Slow stack problem

Sat Jun 29 03:53:58 EDT 2024

Thanks Mark for pointing me (as ever) in the right direction, away from the red herring but to the hidden inner loop entailed in evaluating

line k of fff

A bit embarrassing because I was party to the discussion some time ago about the slowness of lineOffset when working with unicode text.

And thanks for the neat array trick which I wouldn’t have thought of.

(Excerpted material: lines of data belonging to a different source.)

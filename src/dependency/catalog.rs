use std::fmt;

use async_trait::async_trait;

use super::{fingerprint_of, DepKind, Dependency, Fetched};
use crate::clients::{CatalogRegistration, ClientSet, NodeInfo, QueryOptions};
use crate::errors::FetchError;
use crate::template::Value;

fn registration_value(r: &CatalogRegistration) -> Value {
    let mut tags = r.tags.clone();
    tags.sort();
    Value::map_from(vec![
        ("ID", Value::from(r.id.as_str())),
        ("Node", Value::from(r.node.as_str())),
        ("NodeAddress", Value::from(r.node_address.as_str())),
        ("Name", Value::from(r.service_name.as_str())),
        ("Address", Value::from(r.address.as_str())),
        ("Port", Value::Int(i64::from(r.port))),
        (
            "Tags",
            Value::List(tags.into_iter().map(Value::from).collect()),
        ),
    ])
}

fn node_value(n: &NodeInfo) -> Value {
    Value::map_from(vec![
        ("Node", Value::from(n.name.as_str())),
        ("Address", Value::from(n.address.as_str())),
    ])
}

/// All known services: service-name -> sorted tag list.
#[derive(Debug)]
pub struct CatalogServices {
    datacenter: Option<String>,
    fingerprint: String,
}

impl CatalogServices {
    pub fn new(datacenter: Option<&str>) -> Self {
        Self {
            datacenter: datacenter.map(str::to_string),
            fingerprint: fingerprint_of("catalog.services", "", datacenter),
        }
    }
}

#[async_trait]
impl Dependency for CatalogServices {
    fn fingerprint(&self) -> &str {
        &self.fingerprint
    }

    fn kind(&self) -> DepKind {
        DepKind::Consul
    }

    async fn fetch(&self, clients: &ClientSet, opts: &QueryOptions) -> Result<Fetched, FetchError> {
        let consul = clients.consul()?;
        let opts = QueryOptions {
            datacenter: self.datacenter.clone(),
            ..opts.clone()
        };
        let (services, meta) = consul.catalog_services(&opts).await?;
        let map = services
            .into_iter()
            .map(|(name, mut tags)| {
                tags.sort();
                (name, Value::List(tags.into_iter().map(Value::from).collect()))
            })
            .collect();
        Ok((Value::Map(map), meta))
    }
}

impl fmt::Display for CatalogServices {
    fn fmt(&self, f: &mut fmt::Formatter<'_>) -> fmt::Result {
        write!(f, "{}", self.fingerprint)
    }
}

/// Registrations of one service, optionally restricted to a tag.
#[derive(Debug)]
pub struct CatalogService {
    name: String,
    tag: Option<String>,
    datacenter: Option<String>,
    fingerprint: String,
}

impl CatalogService {
    pub fn new(name: &str, tag: Option<&str>, datacenter: Option<&str>) -> Self {
        let tag = tag.filter(|t| !t.is_empty());
        let param = match tag {
            Some(t) => format!("{}.{}", t, name),
            None => name.to_string(),
        };
        Self {
            name: name.to_string(),
            tag: tag.map(str::to_string),
            datacenter: datacenter.map(str::to_string),
            fingerprint: fingerprint_of("catalog.service", &param, datacenter),
        }
    }
}

#[async_trait]
impl Dependency for CatalogService {
    fn fingerprint(&self) -> &str {
        &self.fingerprint
    }

    fn kind(&self) -> DepKind {
        DepKind::Consul
    }

    async fn fetch(&self, clients: &ClientSet, opts: &QueryOptions) -> Result<Fetched, FetchError> {
        let consul = clients.consul()?;
        let opts = QueryOptions {
            datacenter: self.datacenter.clone(),
            ..opts.clone()
        };
        let (regs, meta) = consul
            .catalog_service(&self.name, self.tag.as_deref(), &opts)
            .await?;
        let list = regs.iter().map(registration_value).collect();
        Ok((Value::List(list), meta))
    }
}

impl fmt::Display for CatalogService {
    fn fmt(&self, f: &mut fmt::Formatter<'_>) -> fmt::Result {
        write!(f, "{}", self.fingerprint)
    }
}

/// Node enumeration for a datacenter.
#[derive(Debug)]
pub struct CatalogNodes {
    datacenter: Option<String>,
    fingerprint: String,
}

impl CatalogNodes {
    pub fn new(datacenter: Option<&str>) -> Self {
        Self {
            datacenter: datacenter.map(str::to_string),
            fingerprint: fingerprint_of("catalog.nodes", "", datacenter),
        }
    }
}

#[async_trait]
impl Dependency for CatalogNodes {
    fn fingerprint(&self) -> &str {
        &self.fingerprint
    }

    fn kind(&self) -> DepKind {
        DepKind::Consul
    }

    async fn fetch(&self, clients: &ClientSet, opts: &QueryOptions) -> Result<Fetched, FetchError> {
        let consul = clients.consul()?;
        let opts = QueryOptions {
            datacenter: self.datacenter.clone(),
            ..opts.clone()
        };
        let (mut nodes, meta) = consul.catalog_nodes(&opts).await?;
        nodes.sort_by(|a, b| a.name.cmp(&b.name));
        let list = nodes.iter().map(node_value).collect();
        Ok((Value::List(list), meta))
    }
}

impl fmt::Display for CatalogNodes {
    fn fmt(&self, f: &mut fmt::Formatter<'_>) -> fmt::Result {
        write!(f, "{}", self.fingerprint)
    }
}

/// A single node and the services registered on it.
#[derive(Debug)]
pub struct CatalogNode {
    name: String,
    datacenter: Option<String>,
    fingerprint: String,
}

impl CatalogNode {
    pub fn new(name: &str, datacenter: Option<&str>) -> Self {
        Self {
            name: name.to_string(),
            datacenter: datacenter.map(str::to_string),
            fingerprint: fingerprint_of("catalog.node", name, datacenter),
        }
    }
}

#[async_trait]
impl Dependency for CatalogNode {
    fn fingerprint(&self) -> &str {
        &self.fingerprint
    }

    fn kind(&self) -> DepKind {
        DepKind::Consul
    }

    async fn fetch(&self, clients: &ClientSet, opts: &QueryOptions) -> Result<Fetched, FetchError> {
        let consul = clients.consul()?;
        let opts = QueryOptions {
            datacenter: self.datacenter.clone(),
            ..opts.clone()
        };
        let (detail, meta) = consul.catalog_node(&self.name, &opts).await?;
        let value = match detail {
            Some(d) => Value::map_from(vec![
                ("Node", node_value(&d.node)),
                (
                    "Services",
                    Value::List(d.services.iter().map(registration_value).collect()),
                ),
            ]),
            None => Value::Null,
        };
        Ok((value, meta))
    }
}

impl fmt::Display for CatalogNode {
    fn fmt(&self, f: &mut fmt::Formatter<'_>) -> fmt::Result {
        write!(f, "{}", self.fingerprint)
    }
}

There is indeed just one line in the text which contains a single Unicode character. Without that character evidently the variable fff would internally be an ascii (or native?) string, but otherwise is entirely utf16 and we hit the LineOffset problem.

But I am still bemused. 

Is it not the case that the processing time for looping over the number of lines and getting the k-th line in each iteration, for some arbitrary k, going to be

Order(N^2) * C * T

where

N = the number of lines in the text

C = the number of codepoints in each line 

T =  the (average) time for processing each codepoint to check for a return character

Now N and C are the same whether the text is ascii or unicode

Test 1
If I get rid of the red herring by replacing the matchChunk call with a simple

put line k of fff into x; put true into found — as if matchChunk always finds a match on the first line tested so that I am timing just the getting of lines endings:

The time for processing plain ascii is.  0.008 seconds
The time for processing unicode is.     0.84 seconds

Which would appear to mean that processing unicode codepoints for the apparently simple task of checking for return takes 100 times as much time as processing ascii. That seems excessive, to put it mildly!

Test 2
With the original code using matchChunk, which of course is going to have its own internal loop on code points so multiply by another 8 (it only searches the first few characters)
and will not always return true so more lines must be processed — but again these are same multipliers whether ascii or unicode

Plain ascii takes   0.07 seconds
Unicode takes    19.9 seconds, a multiplier of nearly 300. — I can easily believe matchChunk takes 3 times as long to process unicode as ascii, this is the sort of factor I would have expected in Test 1.

OK Mark, hit me again, I am a glutton for punishment, what is wrong with this analysis?

Neville Smythe